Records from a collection
◇ ◇ ◇ ◇ ◇

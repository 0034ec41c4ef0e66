//! Persistence of extracted records.
//!
//! The extraction pipeline never touches storage. Callers open a store
//! explicitly and hand it whatever the pipeline returned.

use std::fs::{File, OpenOptions};
use std::io::{BufRead, BufReader, BufWriter, Write};
use std::path::{Path, PathBuf};

use tracing::debug;

use crate::error::StoreError;
use crate::models::care::{CareRecord, StoredRecord};

/// Result type for store operations.
pub type Result<T> = std::result::Result<T, StoreError>;

/// A sink for care records that assigns each one an identifier.
pub trait RecordStore {
    /// Persist `records` in order and return their identifiers.
    fn append(&mut self, records: &[CareRecord]) -> Result<Vec<u64>>;

    /// All stored records, in insertion order.
    fn load(&self) -> Result<Vec<StoredRecord>>;
}

/// Append-only store with one JSON object per line.
#[derive(Debug)]
pub struct JsonLinesStore {
    path: PathBuf,
    next_id: u64,
}

impl JsonLinesStore {
    /// Open the store at `path`, creating it on first append.
    pub fn open(path: impl Into<PathBuf>) -> Result<Self> {
        let path = path.into();
        let next_id = read_rows(&path)?
            .iter()
            .map(|row| row.id)
            .max()
            .map_or(1, |id| id + 1);

        debug!("Opened record store {} (next id {})", path.display(), next_id);
        Ok(Self { path, next_id })
    }

    pub fn path(&self) -> &Path {
        &self.path
    }
}

impl RecordStore for JsonLinesStore {
    fn append(&mut self, records: &[CareRecord]) -> Result<Vec<u64>> {
        if let Some(parent) = self.path.parent().filter(|p| !p.as_os_str().is_empty()) {
            std::fs::create_dir_all(parent)?;
        }

        let file = OpenOptions::new().create(true).append(true).open(&self.path)?;
        let mut writer = BufWriter::new(file);
        let mut ids = Vec::with_capacity(records.len());

        for record in records {
            let row = StoredRecord {
                id: self.next_id,
                record: record.clone(),
            };
            serde_json::to_writer(&mut writer, &row)?;
            writer.write_all(b"\n")?;
            ids.push(row.id);
            self.next_id += 1;
        }
        writer.flush()?;

        debug!("Stored {} records in {}", ids.len(), self.path.display());
        Ok(ids)
    }

    fn load(&self) -> Result<Vec<StoredRecord>> {
        read_rows(&self.path)
    }
}

fn read_rows(path: &Path) -> Result<Vec<StoredRecord>> {
    let file = match File::open(path) {
        Ok(file) => file,
        Err(e) if e.kind() == std::io::ErrorKind::NotFound => return Ok(Vec::new()),
        Err(e) => return Err(e.into()),
    };

    let mut rows = Vec::new();
    for (i, line) in BufReader::new(file).lines().enumerate() {
        let line = line?;
        if line.trim().is_empty() {
            continue;
        }
        let row = serde_json::from_str(&line).map_err(|e| StoreError::Corrupt {
            line: i + 1,
            reason: e.to_string(),
        })?;
        rows.push(row);
    }
    Ok(rows)
}
use std::path::PathBuf;
use std::time::Duration;

/// Default pipe buffer size hint: 64 KiB.
pub const DEFAULT_BUFFER_SIZE: u32 = 64 * 1024;

/// Default maximum inbound message size: 16 MiB.
pub const DEFAULT_MAX_MESSAGE_SIZE: usize = 16 * 1024 * 1024;

/// Default bound on how long a synchronous write may stall.
pub const DEFAULT_WRITE_STALL_TIMEOUT: Duration = Duration::from_secs(1);

/// Configuration for a [`Pipe`](crate::Pipe).
#[derive(Debug, Clone)]
pub struct PipeConfig {
    /// Size hint for the platform's in/out pipe buffers. Default: 64 KiB.
    pub buffer_size: u32,
    /// Largest inbound message accepted. Default: 16 MiB.
    pub max_message_size: usize,
    /// How long a write may wait for the peer to drain the channel.
    ///
    /// A write that cannot start within this bound reports a transient
    /// failure; a write that stalls part-way through is a short write.
    pub write_stall_timeout: Duration,
    /// Directory Unix socket addresses are derived in. Default: temp dir.
    pub socket_dir: PathBuf,
}

impl Default for PipeConfig {
    fn default() -> Self {
        Self {
            buffer_size: DEFAULT_BUFFER_SIZE,
            max_message_size: DEFAULT_MAX_MESSAGE_SIZE,
            write_stall_timeout: DEFAULT_WRITE_STALL_TIMEOUT,
            socket_dir: std::env::temp_dir(),
        }
    }
}

impl PipeConfig {
    /// Override the directory Unix socket addresses are derived in.
    pub fn with_socket_dir(mut self, dir: impl Into<PathBuf>) -> Self {
        self.socket_dir = dir.into();
        self
    }

    /// Override the maximum inbound message size.
    pub fn with_max_message_size(mut self, max: usize) -> Self {
        self.max_message_size = max;
        self
    }

    /// Override the write stall bound.
    pub fn with_write_stall_timeout(mut self, timeout: Duration) -> Self {
        self.write_stall_timeout = timeout;
        self
    }
}
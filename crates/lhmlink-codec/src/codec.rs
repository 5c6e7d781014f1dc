use bytes::Bytes;
use tracing::{error, trace};

use crate::error::{CodecError, Result};
use crate::stream::{MeasureStream, ReadStream, WriteStream};
use crate::wire::Wire;

/// Message header: id (4) + size (4) = 8 bytes.
pub const HEADER_SIZE: usize = 8;

/// The fixed header at the start of every message.
///
/// Wire format:
/// ```text
/// ┌──────────┬──────────┬──────────────────────────────┐
/// │ Id       │ Size     │ Body                         │
/// │ (4B LE)  │ (4B LE)  │ (Size - 8 bytes)             │
/// └──────────┴──────────┴──────────────────────────────┘
/// ```
///
/// `size` counts the whole message, header included.
#[derive(Debug, Clone, Copy, PartialEq, Eq)]
pub struct Header {
    pub id: u32,
    pub size: u32,
}

impl Header {
    /// Parse the header from the front of `bytes`.
    ///
    /// Returns `None` if fewer than [`HEADER_SIZE`] bytes are present.
    pub fn parse(bytes: &[u8]) -> Option<Self> {
        let id = bytes.get(0..4)?;
        let size = bytes.get(4..8)?;
        Some(Self {
            id: u32::from_le_bytes([id[0], id[1], id[2], id[3]]),
            size: u32::from_le_bytes([size[0], size[1], size[2], size[3]]),
        })
    }
}

/// Total encoded size of `value` as a message, header included.
///
/// Measuring the same value twice always gives the same result.
pub fn measure<T: Wire>(value: &T) -> usize {
    let mut stream = MeasureStream::new();
    stream.add(HEADER_SIZE);
    value.measure(&mut stream);
    stream.cursor()
}

/// Encode `value` as a message with the given id.
///
/// The buffer is sized by a measure pass, allocated once, then filled. If
/// the write pass doesn't end exactly where the measure pass did, the
/// encoder is broken and a fatal [`CodecError::CursorMismatch`] comes back.
pub fn encode<T: Wire>(id: u32, value: &T) -> Result<Bytes> {
    let size = measure(value);
    let size_field = u32::try_from(size).map_err(|_| CodecError::TooLarge { size })?;

    let fixed_end = HEADER_SIZE + T::FIXED_SIZE;
    let mut stream = WriteStream::allocate(size, fixed_end)?;
    stream.put_fixed(&id.to_le_bytes())?;
    stream.put_fixed(&size_field.to_le_bytes())?;
    value.write(&mut stream)?;

    let bytes = stream.finish(fixed_end).inspect_err(|e| {
        error!(id, size, error = %e, "encoder cursor drifted from measured size");
    })?;
    trace!(id, size, "encoded message");
    Ok(bytes)
}

/// Decode the body of a message whose header was already validated.
///
/// The returned view borrows from `bytes`. Every field access is
/// bounds-checked, and trailing bytes past the body are an error.
pub fn decode<T: Wire>(bytes: &[u8]) -> Result<T::View<'_>> {
    let fixed_end = HEADER_SIZE + T::FIXED_SIZE;
    let mut stream = ReadStream::new(bytes, HEADER_SIZE, fixed_end)?;
    let view = T::read(&mut stream)?;
    stream.finish(fixed_end)?;
    Ok(view)
}

#[cfg(test)]
mod tests {
    use super::*;
    use crate::StreamMode;

    crate::wire_struct! {
        #[derive(Debug, Clone, PartialEq)]
        struct Greeting => GreetingView {
            version: u32,
            names: Vec<String>,
        }
    }

    fn greeting() -> Greeting {
        Greeting {
            version: 3,
            names: vec![String::from("alpha"), String::from("beta")],
        }
    }

    #[test]
    fn header_parse_needs_eight_bytes() {
        assert!(Header::parse(&[1, 0, 0, 0, 8, 0, 0]).is_none());
        assert_eq!(
            Header::parse(&[1, 0, 0, 0, 8, 0, 0, 0, 0xAA]),
            Some(Header { id: 1, size: 8 })
        );
    }

    #[test]
    fn measure_is_idempotent() {
        let value = greeting();
        let first = measure(&value);
        assert_eq!(first, measure(&value));
        // header + version + count + two records + text
        assert_eq!(first, 8 + 4 + 4 + 8 + 9);
    }

    #[test]
    fn encode_writes_header_with_total_size() {
        let bytes = encode(7, &greeting()).unwrap();
        let header = Header::parse(&bytes).unwrap();
        assert_eq!(header.id, 7);
        assert_eq!(header.size as usize, bytes.len());
    }

    #[test]
    fn decode_borrows_from_buffer() {
        let bytes = encode(7, &greeting()).unwrap();
        let view = decode::<Greeting>(&bytes).unwrap();
        assert_eq!(view.version, 3);
        assert_eq!(view.names.get(1), Some("beta"));
        assert_eq!(Greeting::to_owned_value(&view), greeting());
    }

    #[test]
    fn decode_rejects_truncated_body() {
        let bytes = encode(7, &greeting()).unwrap();
        let short = &bytes[..bytes.len() - 1];
        assert!(matches!(
            decode::<Greeting>(short).unwrap_err(),
            CodecError::Truncated {
                mode: StreamMode::Read,
                ..
            }
        ));
    }

    #[test]
    fn decode_rejects_trailing_bytes() {
        let mut bytes = encode(7, &greeting()).unwrap().to_vec();
        bytes.push(0);
        assert!(matches!(
            decode::<Greeting>(&bytes).unwrap_err(),
            CodecError::CursorMismatch {
                mode: StreamMode::Read,
                ..
            }
        ));
    }

    #[test]
    fn decode_rejects_corrupt_count() {
        let mut bytes = encode(7, &greeting()).unwrap().to_vec();
        bytes[12..16].copy_from_slice(&1000u32.to_le_bytes());
        assert!(decode::<Greeting>(&bytes).is_err());
    }

    #[test]
    fn floats_survive_bit_exact() {
        crate::wire_struct! {
            #[derive(Debug, Clone, Copy, PartialEq)]
            struct Reading {
                value: f32,
            }
        }

        for value in [0.1f32, -0.0, f32::MIN_POSITIVE, f32::MAX, f32::NAN] {
            let bytes = encode(1, &Reading { value }).unwrap();
            let view = decode::<Reading>(&bytes).unwrap();
            assert_eq!(view.value.to_bits(), value.to_bits());
        }
    }
}
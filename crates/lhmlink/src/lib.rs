//! Named-pipe link between a sensor render host and its GUI.
//!
//! The host pushes a short, strictly ordered conversation over one pipe:
//! a `Connect` handshake, the plugin directory, then a sensor snapshot.
//! Messages are encoded into a single buffer and decoded in place.
//!
//! # Crate Structure
//!
//! - [`pipe`] - Non-blocking named pipe transport (named pipes, Unix sockets)
//! - [`codec`] - Measure/write/read message codec with borrowing views
//! - [`protocol`] - Message catalog, sequencer and per-tick send/receive

/// Re-export pipe types.
pub mod pipe {
    pub use lhmlink_pipe::*;
}

/// Re-export codec types.
pub mod codec {
    pub use lhmlink_codec::*;
}

/// Re-export protocol types.
pub mod protocol {
    pub use lhmlink_protocol::*;
}

#[cfg(test)]
mod tests {
    use super::codec::{decode, encode};
    use super::protocol::{Connect, Message, Size, SurfaceHandle};

    #[test]
    fn layers_compose_through_facade() {
        let message = Connect {
            version: 1,
            render_surface: SurfaceHandle(9),
            render_size: Size {
                width: 64,
                height: 32,
            },
        };
        let bytes = encode(Connect::ID.as_u32(), &message).unwrap();
        assert_eq!(decode::<Connect>(&bytes).unwrap(), message);
    }
}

◇ ◇ ◇ ◇ ◇

■ **Instructions to follow**
Only the lines above from the line with "pub fn measure<T: Wire>(value: &T)" to the line with "let size = measure(value);", those two lines included, should be reproduced exactly.

■ **Expected answer**
pub fn measure<T: Wire>(value: &T) -> usize {
    let mut stream = MeasureStream::new();
    stream.add(HEADER_SIZE);
    value.measure(&mut stream);
    stream.cursor()
}

/// Encode `value` as a message with the given id.
///
/// The buffer is sized by a measure pass, allocated once, then filled. If
/// the write pass doesn't end exactly where the measure pass did, the
/// encoder is broken and a fatal [`CodecError::CursorMismatch`] comes back.
pub fn encode<T: Wire>(id: u32, value: &T) -> Result<Bytes> {
    let size = measure(value);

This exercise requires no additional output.